For each of the following situations, determine: a) the null and research hypotheses; b)
the hypothesis test used (normal curve, single sample t-test, dependent samples t-test,
independent samples t-test, ANOVA). For situations 1, 3, and 4, state whether the test is
one-tailed or two-tailed; c) the degrees of freedom d) the critical value (cutoff score on
the comparison distribution); e) your sample’s test score; f) your conclusion on whether
to accept or reject the null hypothesis (you must show how the comparison of your cutoff
score with your sample’s test score leads to your conclusion).
1. A researcher wants to determine whether alcohol increases the amount of motor
coordination errors. She selects two samples of 25 participants each. One group receives
5 ounces of alcohol, while the other group receives 5 ounces of water. She then observes
the amount of errors that the participants make in a labyrinth. The test statistic was 2.81.
Let m1 and m2 denote the average amount of errors made by the participants receiving
alcohol and water respectively.
a) Here the null hypothesis is Ho: Alcohol does not increase the amount of motor
coordination errors. That is Ho: m1 = m2
The research hypothesis is Ha: Alcohol increases the amount of motor coordination
errors. That is Ha: m1 > m2.
b) The hypothesis test used is independent samples t-test.
c) The test is one-tailed and the Degrees of freedom = (25+25-2) = 48
d) The critical value = 1.677 (assuming a = 0.05)
e) Test statistic =2.81
f) The decision rule is Reject Ho if the value of the test statistic > Critical value
Here, test statistic = 2.81 > 1.677. So we reject the null hypothesis Ho.
2. The same researcher wants to study the effect of caffeine on memory. She selects four
samples of 15 participants each. The groups receive 0, 2, 4, and 6 cups of coffee,
respectively. The researcher takes note of the amount of words that the participants
remember after studying them for 20 seconds. The test statistic was 3.15.
Let m1, m2, m3 and m4 denote the average amount of words remembered by the
participants after receiving 0, 2, 4, and 6 cups of coffee, respectively.
a) Here the null hypothesis is Ho: Caffeine has no effect on memory.
That is, Ho: m1 = m2 = m3 = m4
The research hypothesis is Ha: Caffeine has an effect on memory.

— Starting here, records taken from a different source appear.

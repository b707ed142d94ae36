//! Transport layer for I/O abstraction
//!
//! The protocol engine only ever sees a [`Transport`]: a blocking byte stream
//! with a read timeout. Closing the stream is dropping it.

use crate::error::Result;

mod mock;
mod serial;
pub use mock::MockTransport;
pub use serial::SerialTransport;

/// Transport trait for dongle communication
pub trait Transport: Send {
    /// Read data into buffer, returns number of bytes read
    ///
    /// Returns `Ok(0)` when the read timeout elapsed without data.
    fn read(&mut self, buffer: &mut [u8]) -> Result<usize>;

    /// Write data from buffer, returns number of bytes written
    fn write(&mut self, data: &[u8]) -> Result<usize>;

    /// Flush any pending writes (blocking until complete)
    fn flush(&mut self) -> Result<()>;

    /// Discard any received bytes not yet read
    fn clear(&mut self) -> Result<()> {
        Ok(())
    }

    /// Write the whole buffer, retrying short writes
    fn write_all(&mut self, mut data: &[u8]) -> Result<()> {
        while !data.is_empty() {
            let n = self.write(data)?;
            if n == 0 {
                return Err(std::io::Error::from(std::io::ErrorKind::WriteZero).into());
            }
            data = &data[n..];
        }
        Ok(())
    }
}

impl<T: Transport + ?Sized> Transport for Box<T> {
    fn read(&mut self, buffer: &mut [u8]) -> Result<usize> {
        (**self).read(buffer)
    }

    fn write(&mut self, data: &[u8]) -> Result<usize> {
        (**self).write(data)
    }

    fn flush(&mut self) -> Result<()> {
        (**self).flush()
    }

    fn clear(&mut self) -> Result<()> {
        (**self).clear()
    }
}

That is Ha: mi ≠ mj for at least one i≠j.
b) The hypothesis test used is ANOVA
c) The degrees of freedom (3, 56)
d) The critical value = 2.769 (assuming a = 0.05)
e) Test statistic = 3.15
f) The decision rule is Reject Ho if the value of the test statistic > Critical value
Here, test statistic = 3.15 > 2.769. So we reject the null hypothesis Ho.
3. Suppose that previous studies have found that the mean amount of sessions necessary
to “cure” depressive patients using a particular therapeutic model is 25 sessions, with a
standard deviation (s) of 4. A new model is introduced, and you want to determine
whether the amount of sessions needed to “cure” depressive patients with this new model
is significantly lower than 25. You select 40 patients, all of whom receive therapy using
the new model. You keep track of the amount of sessions these participants take to
become “cured”. The test statistic was -3.90.
Let m denote the average amount of sessions needed to “cure” depressive patients .
a) Here the null hypothesis is Ho: m = 25
The research hypothesis is Ha: m < 25
b) The hypothesis test used is single sample test using normal curve.
c) Here no degrees of freedom since we are using normal curve.
d) The critical value = -1.645 (assuming a = 0.05)
e) Test statistic = -3.90
f) The decision rule is Reject Ho if the value of the test statistic < Critical value
Here, test statistic = -3.90 < -1.645. So we reject the null hypothesis Ho.
4. An industrial/organizational psychologist is interested in determining whether adding
15-minute breaks increases worker productivity. She selects a sample of 20 participants
and measures their productivity before and after introducing the 15-minute breaks. The
test statistic was -3.15.
Let m1 and m2 denote the average productivity before and after introducing the 15minute breaks respectively.
a) Here the null hypothesis is Ho: Adding 15-minute breaks does not increase worker
productivity. That is Ho: m1 = m2
The research hypothesis is Ha: Adding 15-minute breaks increases worker productivity.
That is Ha: m1 < m2.
b) The hypothesis test used is dependent samples t-test.
c) The test is one-tailed and the Degrees of freedom = (20-1) = 19
d) The critical value = -1.729 (assuming a = 0.05)
e) Test statistic = -3.15
f) The decision rule is Reject Ho if the value of the test statistic < Critical value
Here, test statistic = -3.15 < -1.729. So we reject the null hypothesis Ho.